Otros hongos (yamabusitake, cordyceps) o plantas (boswelia serrata) actúan como antiinflamatorios naturales y modulando la respuesta del sistema inmune para que sea más efectiva y menos peligrosa para el organismo. La carencia en zinc y de vitamina D es muy frecuente, afectando hasta un cuarto de la población de los países desarrollados. Se detecta esta carencia cada vez en una edad más temprana, pero resulta minorada hasta en un 50% de las personas mayores que viven en centros especializados de la tercera edad.

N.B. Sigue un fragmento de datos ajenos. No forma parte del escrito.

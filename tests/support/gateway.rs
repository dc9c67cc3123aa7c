//! Mock gateway and provider fixtures shared by the integration tests.
#![allow(dead_code)]

use std::sync::Arc;
use std::time::Duration;

use serde_json::json;
use url::Url;
use wiremock::matchers::{method, path, query_param};
use wiremock::{Mock, MockServer, ResponseTemplate};

use weblogin_core::{PersistentCookieJar, PollPolicy, Session, SessionConfig};

pub const PROVIDER_HOST: &str = "api-x.duosecurity.com";
pub const SESSION_ID: &str = "SID123";
pub const TRANSACTION_ID: &str = "TX1";

/// Login page whose inline script declares `error` (and, for the second
/// factor, the provider configuration).
pub fn login_page(error: &str) -> String {
    format!(
        r#"<html><head>
<script src="/js/jquery.js"></script>
<script type="text/javascript">
var error = '{error}'; var duo_config = {{'host':'{PROVIDER_HOST}','sig_request':'AAA:APPBBB','post_argument':'mtoken','post_action':'/login'}};
</script>
</head><body><form method="post"></form></body></html>"#
    )
}

pub fn second_factor_page() -> String {
    login_page("Additional authentication is required.")
}

pub const PROMPT_PAGE: &str = r#"<html><body>
<form id="login-form">
  <select name="device">
    <option value="phone1">iOS (XXX-XXX-1234)</option>
  </select>
  <fieldset data-device-index="phone1">
    <input type="hidden" name="factor" value="Duo Push">
    <input type="hidden" name="factor" value="Passcode">
    <input name="phone-smsable" type="hidden" value="true">
    <input name="next-passcode" type="hidden" value="1">
  </fieldset>
</form></body></html>"#;

pub fn ok_envelope(response: serde_json::Value) -> ResponseTemplate {
    ResponseTemplate::new(200).set_body_json(json!({"stat": "OK", "response": response}))
}

pub fn status_response(code: &str) -> ResponseTemplate {
    ok_envelope(json!({"status_code": code, "status": format!("status is {code}")}))
}

/// Gateway root serving the login page; `POST /` answers with `post_page`.
pub async fn mount_gateway(server: &MockServer, post_page: String) {
    Mock::given(method("GET"))
        .and(path("/"))
        .respond_with(ResponseTemplate::new(200).set_body_string(login_page("")))
        .mount(server)
        .await;
    Mock::given(method("POST"))
        .and(path("/"))
        .respond_with(ResponseTemplate::new(200).set_body_string(post_page))
        .mount(server)
        .await;
}

/// Provider handshake redirecting to the prompt, and the prompt page itself.
pub async fn mount_provider_prompt(server: &MockServer) {
    Mock::given(method("POST"))
        .and(path("/frame/web/v1/auth"))
        .and(query_param("tx", "AAA"))
        .and(query_param("v", "2.6"))
        .respond_with(
            ResponseTemplate::new(302)
                .insert_header("Location", format!("/frame/prompt?sid={SESSION_ID}").as_str()),
        )
        .mount(server)
        .await;
    Mock::given(method("GET"))
        .and(path("/frame/prompt"))
        .and(query_param("sid", SESSION_ID))
        .respond_with(ResponseTemplate::new(200).set_body_string(PROMPT_PAGE))
        .mount(server)
        .await;
}

/// Factor submission, result cookie and the gateway's signed-response endpoint.
pub async fn mount_factor_exchange(server: &MockServer) {
    Mock::given(method("POST"))
        .and(path("/frame/prompt"))
        .respond_with(ok_envelope(json!({"txid": TRANSACTION_ID})))
        .mount(server)
        .await;
    Mock::given(method("POST"))
        .and(path(format!("/frame/status/{TRANSACTION_ID}")))
        .respond_with(ok_envelope(json!({"cookie": "COOKIE"})))
        .mount(server)
        .await;
    Mock::given(method("POST"))
        .and(path("/login"))
        .respond_with(
            ResponseTemplate::new(302)
                .insert_header("Location", "/welcome")
                .insert_header("Set-Cookie", "gateway_session=established; Path=/; HttpOnly"),
        )
        .mount(server)
        .await;
}

/// Config pointing both the gateway and the provider at `server`.
pub fn config_for(server: &MockServer) -> SessionConfig {
    let base = Url::parse(&format!("{}/", server.uri())).unwrap();
    SessionConfig::new(base.clone())
        .with_provider_base_url(base)
        .with_poll_policy(
            PollPolicy::default()
                .with_interval(Duration::from_millis(10))
                .with_max_attempts(10),
        )
}

pub fn session_for(server: &MockServer) -> (Session, Arc<PersistentCookieJar>) {
    let jar = Arc::new(PersistentCookieJar::new());
    let session = Session::new(config_for(server), Arc::clone(&jar)).unwrap();
    (session, jar)
}
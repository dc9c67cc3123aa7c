//! Integration tests for cookies surviving a save/load cycle between sessions.

use std::fs;
use std::sync::Arc;

use reqwest::Method;
use wiremock::matchers::{header, method, path};
use wiremock::{Mock, ResponseTemplate};

use weblogin_core::{LoginLimits, Session, load_cookie_file, save_cookie_file};
mod support;
use support::gateway::config_for;
use support::socket_guard::start_mock_server_or_skip;

#[tokio::test]
async fn test_cookies_set_by_server_are_sent_by_next_session() {
    let Some(server) = start_mock_server_or_skip().await else {
        return;
    };
    let temp_dir = tempfile::TempDir::new().unwrap();
    let cookie_file = temp_dir.path().join("cookies.tmp");

    Mock::given(method("GET"))
        .and(path("/issue"))
        .respond_with(
            ResponseTemplate::new(200)
                .append_header("Set-Cookie", "cosign=abc123; Path=/; HttpOnly")
                .append_header("Set-Cookie", "prefs=dark; Path=/issue; Max-Age=3600"),
        )
        .expect(1)
        .mount(&server)
        .await;
    Mock::given(method("GET"))
        .and(path("/check"))
        .and(header("cookie", "cosign=abc123"))
        .respond_with(ResponseTemplate::new(200).set_body_string("welcome back"))
        .expect(1)
        .mount(&server)
        .await;

    // First run: receive cookies and persist them.
    let jar = Arc::new(load_cookie_file(&cookie_file));
    assert!(jar.is_empty());
    let session = Session::new(config_for(&server), Arc::clone(&jar)).unwrap();
    let response = session
        .request(Method::GET, format!("{}/issue", server.uri()).parse().unwrap())
        .send()
        .await
        .unwrap();
    assert_eq!(response.status(), 200);
    save_cookie_file(&cookie_file, &jar).unwrap();

    let text = fs::read_to_string(&cookie_file).unwrap();
    assert!(text.starts_with("# Netscape HTTP Cookie File"));
    assert!(text.contains("#HttpOnly_127.0.0.1\tFALSE\t/\tFALSE\t0\tcosign\tabc123"));
    assert!(text.contains("\t/issue\t"));

    // Second run: a fresh jar from the file authenticates the request.
    let reloaded = Arc::new(load_cookie_file(&cookie_file));
    assert_eq!(reloaded.len(), 2);
    let mut session = Session::new(config_for(&server), reloaded).unwrap();
    let request = session
        .request(Method::GET, format!("{}/check", server.uri()).parse().unwrap())
        .build()
        .unwrap();
    let mut handler = NoLogin;
    let response = session
        .perform(request, &mut handler, &LoginLimits::unlimited())
        .await
        .unwrap();
    assert_eq!(response.text().await.unwrap(), "welcome back");
}

#[tokio::test]
async fn test_server_expired_cookie_is_not_saved() {
    let Some(server) = start_mock_server_or_skip().await else {
        return;
    };
    let temp_dir = tempfile::TempDir::new().unwrap();
    let cookie_file = temp_dir.path().join("cookies.tmp");
    let host = url::Url::parse(&server.uri()).unwrap();
    fs::write(
        &cookie_file,
        format!(
            "# Netscape HTTP Cookie File\n{}\tFALSE\t/\tFALSE\t0\tcosign\tstale\n",
            host.host_str().unwrap()
        ),
    )
    .unwrap();

    Mock::given(method("GET"))
        .and(path("/logout"))
        .respond_with(
            ResponseTemplate::new(200)
                .append_header("Set-Cookie", "cosign=; Path=/; Max-Age=0"),
        )
        .mount(&server)
        .await;

    let jar = Arc::new(load_cookie_file(&cookie_file));
    assert_eq!(jar.len(), 1);
    let session = Session::new(config_for(&server), Arc::clone(&jar)).unwrap();
    session
        .request(Method::GET, format!("{}/logout", server.uri()).parse().unwrap())
        .send()
        .await
        .unwrap();

    assert!(jar.is_empty());
    save_cookie_file(&cookie_file, &jar).unwrap();
    let text = fs::read_to_string(&cookie_file).unwrap();
    assert!(!text.contains("cosign"));
}

#[test]
fn test_unreadable_cookie_file_starts_empty() {
    let temp_dir = tempfile::TempDir::new().unwrap();
    // A directory cannot be read as a cookie file.
    let jar = load_cookie_file(temp_dir.path());
    assert!(jar.is_empty());
}

/// Handler for requests that must never trigger a login.
struct NoLogin;

impl weblogin_core::LoginHandler for NoLogin {
    fn credentials(&mut self) -> Result<weblogin_core::Credentials, weblogin_core::AuthError> {
        panic!("login was not expected");
    }

    fn report_credential_error(&mut self, _message: &str) {}

    fn on_second_factor_start(&mut self, _identity: &str) {}

    fn on_second_factor_failed(&mut self, _option: &weblogin_core::SecondFactorOption) {}

    fn choose_second_factor(
        &mut self,
        _options: &[weblogin_core::SecondFactorOption],
    ) -> Result<weblogin_core::SecondFactorChoice, weblogin_core::AuthError> {
        panic!("second factor was not expected");
    }
}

Como curiosidad, niveles bajos de zinc provocan disgeusia y ageusia, que es ausencia de la percepción del sabor, uno de los síntomas durante el padecimiento del COVID-19. Según las recopilaciones editadas estos días por el Comité Científico de Laboratorios Nutergia, “mientras que una carencia aguda en zinc produce una disminución de la inmunidad innata y adaptativa, una carencia crónica aumenta además la inflamación. En caso de carencia crónica, la producción de citokinas pro‐inflamatorias aumenta… Una carencia en zinc durante una infección por coronavirus podría explicar una carencia de las defensas inmunitarias, así como una inflamación excesiva”. Por su lado, la vitamina D, siempre ha estado relacionada con su contribución a la absorción intestinal del calcio y su transporte a los huesos, pero cada vez más estudios la vinculan a otros receptores, actuando casi como una hormona y participando en la defensa ante infecciones y vinculada a células del sistema inmunológico.